Dataset records:
· · · ·

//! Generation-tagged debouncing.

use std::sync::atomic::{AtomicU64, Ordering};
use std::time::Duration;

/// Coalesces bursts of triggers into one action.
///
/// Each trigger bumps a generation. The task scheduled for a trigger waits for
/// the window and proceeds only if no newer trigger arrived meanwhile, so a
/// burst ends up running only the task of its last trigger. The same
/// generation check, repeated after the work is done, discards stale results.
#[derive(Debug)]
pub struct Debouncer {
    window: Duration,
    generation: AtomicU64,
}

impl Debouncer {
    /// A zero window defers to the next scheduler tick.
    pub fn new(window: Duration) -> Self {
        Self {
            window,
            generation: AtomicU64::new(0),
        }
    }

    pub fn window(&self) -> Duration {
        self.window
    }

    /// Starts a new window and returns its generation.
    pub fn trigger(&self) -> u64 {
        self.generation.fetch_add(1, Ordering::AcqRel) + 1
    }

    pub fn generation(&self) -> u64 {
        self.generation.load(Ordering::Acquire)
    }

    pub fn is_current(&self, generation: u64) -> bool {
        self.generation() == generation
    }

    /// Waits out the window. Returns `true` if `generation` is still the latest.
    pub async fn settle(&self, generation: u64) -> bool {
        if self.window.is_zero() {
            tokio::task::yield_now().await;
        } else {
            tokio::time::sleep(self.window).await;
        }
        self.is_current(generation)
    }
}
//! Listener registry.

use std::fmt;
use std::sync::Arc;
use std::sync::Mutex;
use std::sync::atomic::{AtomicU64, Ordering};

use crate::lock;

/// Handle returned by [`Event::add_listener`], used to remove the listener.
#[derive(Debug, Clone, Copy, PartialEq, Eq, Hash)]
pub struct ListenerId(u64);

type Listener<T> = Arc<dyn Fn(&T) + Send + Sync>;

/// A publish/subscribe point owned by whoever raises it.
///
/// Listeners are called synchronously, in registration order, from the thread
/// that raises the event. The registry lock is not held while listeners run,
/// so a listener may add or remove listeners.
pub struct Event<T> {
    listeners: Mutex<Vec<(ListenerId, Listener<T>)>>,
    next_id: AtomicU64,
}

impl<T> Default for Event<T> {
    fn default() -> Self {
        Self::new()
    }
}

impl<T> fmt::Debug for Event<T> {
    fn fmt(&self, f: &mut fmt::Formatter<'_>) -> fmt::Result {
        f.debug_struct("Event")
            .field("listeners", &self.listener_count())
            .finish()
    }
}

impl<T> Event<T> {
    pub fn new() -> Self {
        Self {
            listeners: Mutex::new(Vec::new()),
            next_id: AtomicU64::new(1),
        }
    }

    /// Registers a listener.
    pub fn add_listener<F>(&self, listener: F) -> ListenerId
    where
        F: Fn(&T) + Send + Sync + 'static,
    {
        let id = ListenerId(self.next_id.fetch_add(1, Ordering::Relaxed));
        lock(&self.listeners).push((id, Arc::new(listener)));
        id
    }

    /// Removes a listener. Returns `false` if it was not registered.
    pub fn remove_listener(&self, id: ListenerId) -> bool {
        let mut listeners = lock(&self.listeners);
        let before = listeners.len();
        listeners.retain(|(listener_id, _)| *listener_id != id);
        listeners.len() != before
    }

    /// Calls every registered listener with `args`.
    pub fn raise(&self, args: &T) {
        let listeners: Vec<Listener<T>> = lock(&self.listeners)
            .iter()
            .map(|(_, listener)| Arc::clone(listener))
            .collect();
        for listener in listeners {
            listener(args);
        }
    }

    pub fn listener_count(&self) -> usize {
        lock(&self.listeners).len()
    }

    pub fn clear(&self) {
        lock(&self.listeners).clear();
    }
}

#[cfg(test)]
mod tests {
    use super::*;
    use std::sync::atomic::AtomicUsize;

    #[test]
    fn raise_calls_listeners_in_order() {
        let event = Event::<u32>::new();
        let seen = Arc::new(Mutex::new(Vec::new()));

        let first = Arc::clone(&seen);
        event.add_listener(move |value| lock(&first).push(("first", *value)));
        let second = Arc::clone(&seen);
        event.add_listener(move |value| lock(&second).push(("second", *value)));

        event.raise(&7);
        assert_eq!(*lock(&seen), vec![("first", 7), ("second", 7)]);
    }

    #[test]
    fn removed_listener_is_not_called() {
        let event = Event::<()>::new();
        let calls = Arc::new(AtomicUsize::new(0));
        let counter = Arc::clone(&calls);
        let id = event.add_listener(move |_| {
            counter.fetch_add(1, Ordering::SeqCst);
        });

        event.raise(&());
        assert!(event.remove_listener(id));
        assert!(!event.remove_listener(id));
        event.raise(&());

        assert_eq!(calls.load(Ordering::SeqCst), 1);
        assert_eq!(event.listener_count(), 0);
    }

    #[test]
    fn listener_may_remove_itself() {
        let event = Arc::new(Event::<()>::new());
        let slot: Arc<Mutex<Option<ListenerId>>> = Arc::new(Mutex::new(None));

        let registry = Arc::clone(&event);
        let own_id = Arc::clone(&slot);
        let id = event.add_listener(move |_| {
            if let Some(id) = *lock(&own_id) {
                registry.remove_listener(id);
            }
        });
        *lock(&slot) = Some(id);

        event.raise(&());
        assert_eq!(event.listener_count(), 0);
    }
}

· · · ·

(Directions for this task)
Please print, exactly and with nothing else, the lines from the first line of the entries through the line containing "meanwhile, so a".

(Written answer)
//! Generation-tagged debouncing.

use std::sync::atomic::{AtomicU64, Ordering};
use std::time::Duration;

/// Coalesces bursts of triggers into one action.
///
/// Each trigger bumps a generation. The task scheduled for a trigger waits for
/// the window and proceeds only if no newer trigger arrived meanwhile, so a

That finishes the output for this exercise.